### WHAT TO WORK ON
Instruction for the entries that follow: retype exactly the lines from the line with "pub const SAME_COLOR: ReplayError" to the line with "(x + 1 < w).then(||", both included, and omit all others.

### DATA TO PROCESS
//! Flood-fill territory engine
//!
//! Boards are fixed data shared with the backend. Each move recolors the
//! controlled region and absorbs every matching neighbor reachable from it.

use std::collections::VecDeque;

use serde::{Deserialize, Serialize};

use super::{Game, Transition};
use crate::error::{ConfigError, ReplayError};

#[derive(Debug, Clone, Copy, PartialEq, Eq)]
pub struct FloodLevel {
    pub name: &'static str,
    pub width: usize,
    pub height: usize,
    pub colors: u8,
    pub max_moves: u32,
    pub virus_starts: &'static [usize],
    pub board: &'static [u8],
}

#[rustfmt::skip]
pub static LEVELS: [FloodLevel; 5] = [
    FloodLevel {
        name: "Patient Zero",
        width: 5, height: 5, colors: 4, max_moves: 12,
        virus_starts: &[0],
        board: &[
            0, 1, 1, 2, 3,
            1, 0, 3, 1, 2,
            2, 3, 0, 0, 1,
            3, 2, 1, 3, 0,
            0, 1, 2, 0, 3,
        ],
    },
    FloodLevel {
        name: "Outbreak",
        width: 6, height: 6, colors: 5, max_moves: 18,
        virus_starts: &[0],
        board: &[
            0, 3, 1, 4, 4, 2,
            2, 4, 2, 3, 1, 0,
            1, 1, 2, 0, 3, 4,
            3, 2, 4, 3, 1, 2,
            0, 1, 0, 4, 0, 1,
            0, 2, 2, 1, 3, 0,
        ],
    },
    FloodLevel {
        name: "Pandemic",
        width: 8, height: 8, colors: 6, max_moves: 25,
        virus_starts: &[0],
        board: &[
            0, 4, 0, 3, 2, 4, 2, 0,
            1, 3, 1, 1, 1, 2, 0, 2,
            0, 1, 0, 4, 4, 3, 2, 0,
            2, 4, 1, 4, 0, 4, 0, 5,
            3, 1, 2, 4, 1, 0, 1, 2,
            1, 0, 5, 1, 4, 1, 0, 1,
            2, 2, 2, 3, 0, 5, 4, 0,
            1, 5, 4, 2, 3, 1, 5, 3,
        ],
    },
    FloodLevel {
        name: "Contagion",
        width: 10, height: 10, colors: 6, max_moves: 27,
        virus_starts: &[0, 99],
        board: &[
            0, 5, 0, 4, 0, 3, 1, 5, 2, 3,
            1, 3, 2, 5, 5, 4, 4, 0, 1, 4,
            0, 2, 2, 3, 0, 5, 5, 1, 2, 2,
            1, 3, 1, 4, 4, 4, 3, 4, 0, 5,
            0, 2, 2, 3, 1, 4, 1, 5, 2, 3,
            0, 1, 0, 2, 5, 5, 0, 2, 0, 0,
            0, 1, 2, 3, 1, 4, 2, 3, 5, 5,
            5, 5, 5, 3, 4, 1, 1, 1, 4, 2,
            0, 1, 5, 4, 2, 1, 3, 2, 5, 2,
            2, 3, 2, 0, 5, 2, 1, 5, 1, 0,
        ],
    },
    FloodLevel {
        name: "Total Extinction",
        width: 12, height: 12, colors: 7, max_moves: 30,
        virus_starts: &[0, 11, 138],
        board: &[
            0, 5, 2, 2, 0, 0, 6, 0, 1, 5, 6, 0,
            2, 0, 6, 5, 4, 5, 0, 6, 6, 6, 2, 1,
            0, 3, 1, 3, 2, 6, 6, 5, 0, 4, 6, 6,
            0, 6, 1, 1, 3, 1, 5, 2, 4, 0, 4, 6,
            5, 2, 1, 0, 5, 4, 3, 0, 2, 5, 5, 1,
            2, 3, 1, 5, 5, 4, 5, 6, 2, 2, 3, 5,
            1, 1, 6, 0, 2, 3, 3, 6, 0, 4, 3, 1,
            5, 3, 3, 6, 1, 3, 6, 0, 1, 1, 2, 5,
            0, 2, 5, 2, 4, 6, 2, 3, 4, 4, 3, 2,
            6, 3, 6, 5, 1, 4, 2, 0, 3, 0, 2, 4,
            5, 4, 5, 3, 6, 3, 5, 3, 1, 0, 0, 6,
            6, 5, 0, 1, 0, 3, 0, 1, 2, 1, 5, 6,
        ],
    },
];

impl FloodLevel {
    pub fn get(level: u8) -> Result<&'static FloodLevel, ConfigError> {
        let data = level
            .checked_sub(1)
            .and_then(|i| LEVELS.get(i as usize))
            .ok_or(ConfigError::InvalidLevel {
                level,
                max: LEVELS.len() as u8,
            })?;
        data.validate()?;
        Ok(data)
    }

    fn validate(&self) -> Result<(), ConfigError> {
        let total = self.width * self.height;
        if self.board.len() != total {
            return Err(ConfigError::MalformedLevel(format!(
                "{}: board has {} cells, expected {}",
                self.name,
                self.board.len(),
                total
            )));
        }
        if self.virus_starts.is_empty() || self.virus_starts.iter().any(|&s| s >= total) {
            return Err(ConfigError::MalformedLevel(format!(
                "{}: virus start out of range",
                self.name
            )));
        }
        if self.board.iter().any(|&c| c >= self.colors) {
            return Err(ConfigError::MalformedLevel(format!(
                "{}: color outside palette",
                self.name
            )));
        }
        Ok(())
    }
}

/// Backend abort codes for refused color picks.
pub mod abort {
    use crate::error::ReplayError;

    pub const INVALID_COLOR: ReplayError = ReplayError::rejected(102, "invalid color choice");
    pub const NO_MOVES_REMAINING: ReplayError = ReplayError::rejected(103, "no moves remaining");
    pub const SAME_COLOR: ReplayError = ReplayError::rejected(106, "cannot pick the same color");
    pub const GAME_OVER: ReplayError = ReplayError::rejected(108, "game is over");
}

#[derive(Debug, Clone, Copy, PartialEq, Eq, Serialize, Deserialize)]
pub enum Outcome {
    Active,
    Won,
    Lost,
}

#[derive(Debug, Clone, PartialEq, Eq, Serialize, Deserialize)]
pub struct FloodSummary {
    pub level: u8,
    pub moves_used: u32,
    pub outcome: Outcome,
}

#[derive(Debug, Clone, PartialEq, Eq, Serialize, Deserialize)]
pub struct FloodState {
    pub level: u8,
    pub width: usize,
    pub height: usize,
    pub colors: u8,
    pub max_moves: u32,
    pub virus_starts: Vec<usize>,
    pub board: Vec<u8>,
    pub controlled: Vec<bool>,
    pub controlled_count: usize,
    pub moves_used: u32,
    pub outcome: Outcome,
}

impl FloodState {
    /// Color of the first virus start
    pub fn virus_color(&self) -> u8 {
        self.board[self.virus_starts[0]]
    }

    pub fn moves_left(&self) -> u32 {
        self.max_moves.saturating_sub(self.moves_used)
    }

    /// Cells adjacent to `idx`, in up, down, left, right order.
    fn neighbors(&self, idx: usize) -> impl Iterator<Item = usize> {
        let (w, h) = (self.width, self.height);
        let (x, y) = (idx % w, idx / w);
        [
            (y > 0).then(|| idx - w),
            (y + 1 < h).then(|| idx + w),
            (x > 0).then(|| idx - 1),
            (x + 1 < w).then(|| idx + 1),
        ]
        .into_iter()
        .flatten()
    }

    fn choose(&mut self, color: u8) -> Result<(), ReplayError> {
        if self.moves_used >= self.max_moves {
            return Err(abort::NO_MOVES_REMAINING);
        }
        if self.outcome != Outcome::Active {
            return Err(abort::GAME_OVER);
        }
        if color >= self.colors {
            return Err(abort::INVALID_COLOR);
        }
        if color == self.virus_color() {
            return Err(abort::SAME_COLOR);
        }

        let mut queue = VecDeque::new();
        for (idx, owned) in self.controlled.iter().enumerate() {
            if *owned {
                self.board[idx] = color;
                queue.push_back(idx);
            }
        }

        while let Some(idx) = queue.pop_front() {
            let absorbed: Vec<usize> = self
                .neighbors(idx)
                .filter(|&n| !self.controlled[n] && self.board[n] == color)
                .collect();
            for n in absorbed {
                self.controlled[n] = true;
                self.controlled_count += 1;
                queue.push_back(n);
            }
        }

        self.moves_used += 1;
        if self.controlled_count == self.board.len() {
            self.outcome = Outcome::Won;
        } else if self.moves_used >= self.max_moves {
            self.outcome = Outcome::Lost;
        }
        Ok(())
    }
}

impl Game for FloodState {
    type Level = u8;
    type Intent = u8;
    type Action = u8;
    type Summary = FloodSummary;

    const NAME: &'static str = "flood";
    const FINISHED: ReplayError = abort::GAME_OVER;

    fn start(level: &u8) -> Result<Self, ConfigError> {
        let data = FloodLevel::get(*level)?;
        let mut controlled = vec![false; data.board.len()];
        for &start in data.virus_starts {
            controlled[start] = true;
        }
        Ok(Self {
            level: *level,
            width: data.width,
            height: data.height,
            colors: data.colors,
            max_moves: data.max_moves,
            virus_starts: data.virus_starts.to_vec(),
            board: data.board.to_vec(),
            controlled_count: controlled.iter().filter(|c| **c).count(),
            controlled,
            moves_used: 0,
            outcome: Outcome::Active,
        })
    }

    fn handle(&mut self, color: u8) -> Transition<u8> {
        match self.choose(color) {
            Ok(()) => Transition::Committed(color),
            Err(err) => {
                log::trace!("color {} rejected: {}", color, err);
                Transition::Rejected
            }
        }
    }

    fn replay(&mut self, color: &u8) -> Result<(), ReplayError> {
        // `choose` validates before mutating
        self.choose(*color)
    }

    fn is_terminal(&self) -> bool {
        self.outcome != Outcome::Active
    }

    fn summary(&self) -> FloodSummary {
        FloodSummary {
            level: self.level,
            moves_used: self.moves_used,
            outcome: self.outcome,
        }
    }
}

#[cfg(test)]
mod tests {
    use super::*;
    use proptest::prelude::*;

    #[test]
    fn test_all_level_data_is_well_formed() {
        for level in 1..=5 {
            let state = FloodState::start(&level).unwrap();
            assert_eq!(state.controlled_count, state.virus_starts.len());
        }
        assert_eq!(
            FloodState::start(&9),
            Err(ConfigError::InvalidLevel { level: 9, max: 5 })
        );
    }

    #[test]
    fn test_first_level_greedy_win() {
        let mut state = FloodState::start(&1).unwrap();
        let counts = [4, 6, 10, 14, 18, 21, 23, 25];
        for (color, expected) in [1, 2, 3, 0, 1, 2, 0, 3].into_iter().zip(counts) {
            assert_eq!(state.handle(color), Transition::Committed(color));
            assert_eq!(state.controlled_count, expected);
        }
        assert_eq!(state.outcome, Outcome::Won);
        assert_eq!(state.summary().moves_used, 8);
        assert!(state.handle(1).is_rejected());
        assert_eq!(state.replay(&1), Err(abort::GAME_OVER));
    }

    #[test]
    fn test_invalid_colors_are_soft_rejections() {
        let mut state = FloodState::start(&1).unwrap();
        let before = state.clone();
        assert_eq!(state.handle(0), Transition::Rejected);
        assert_eq!(state.handle(4), Transition::Rejected);
        assert_eq!(state, before);
        assert_eq!(
            state.replay(&0),
            Err(abort::SAME_COLOR)
        );
        assert_eq!(state.replay(&4), Err(abort::INVALID_COLOR));
        assert_eq!(abort::SAME_COLOR.abort_code(), 106);
    }

    #[test]
    fn test_running_out_of_moves_loses() {
        let mut state = FloodState::start(&1).unwrap();
        // Alternating two colors never absorbs the whole board
        for i in 0..12 {
            let color = if i % 2 == 0 { 1 } else { 2 };
            assert!(!state.handle(color).is_rejected());
            if state.is_terminal() {
                break;
            }
        }
        assert_eq!(state.outcome, Outcome::Lost);
        assert_eq!(state.moves_left(), 0);
        assert_eq!(state.replay(&3), Err(abort::NO_MOVES_REMAINING));
        assert_eq!(abort::NO_MOVES_REMAINING.abort_code(), 103);
    }

    #[test]
    fn test_multiple_viruses_share_the_first_color() {
        let mut state = FloodState::start(&4).unwrap();
        let color = (state.virus_color() + 1) % state.colors;
        state.handle(color);
        for &start in &state.virus_starts {
            assert_eq!(state.board[start], color);
        }
    }

    proptest! {
        #[test]
        fn test_prop_replay_matches_live(level in 1u8..=5, picks in prop::collection::vec(0u8..7, 0..40)) {
            let mut live = FloodState::start(&level).unwrap();
            let mut log = Vec::new();
            for color in picks {
                if let Transition::Committed(c) = live.handle(color) {
                    log.push(c);
                }
            }
            let replayed = FloodState::replay_all(&level, &log).unwrap();
            prop_assert_eq!(replayed, live);
        }
    }
}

### FINISHED TASK
    pub const SAME_COLOR: ReplayError = ReplayError::rejected(106, "cannot pick the same color");
    pub const GAME_OVER: ReplayError = ReplayError::rejected(108, "game is over");
}

#[derive(Debug, Clone, Copy, PartialEq, Eq, Serialize, Deserialize)]
pub enum Outcome {
    Active,
    Won,
    Lost,
}

#[derive(Debug, Clone, PartialEq, Eq, Serialize, Deserialize)]
pub struct FloodSummary {
    pub level: u8,
    pub moves_used: u32,
    pub outcome: Outcome,
}

#[derive(Debug, Clone, PartialEq, Eq, Serialize, Deserialize)]
pub struct FloodState {
    pub level: u8,
    pub width: usize,
    pub height: usize,
    pub colors: u8,
    pub max_moves: u32,
    pub virus_starts: Vec<usize>,
    pub board: Vec<u8>,
    pub controlled: Vec<bool>,
    pub controlled_count: usize,
    pub moves_used: u32,
    pub outcome: Outcome,
}

impl FloodState {
    /// Color of the first virus start
    pub fn virus_color(&self) -> u8 {
        self.board[self.virus_starts[0]]
    }

    pub fn moves_left(&self) -> u32 {
        self.max_moves.saturating_sub(self.moves_used)
    }

    /// Cells adjacent to `idx`, in up, down, left, right order.
    fn neighbors(&self, idx: usize) -> impl Iterator<Item = usize> {
        let (w, h) = (self.width, self.height);
        let (x, y) = (idx % w, idx / w);
        [
            (y > 0).then(|| idx - w),
            (y + 1 < h).then(|| idx + w),
            (x > 0).then(|| idx - 1),
            (x + 1 < w).then(|| idx + 1),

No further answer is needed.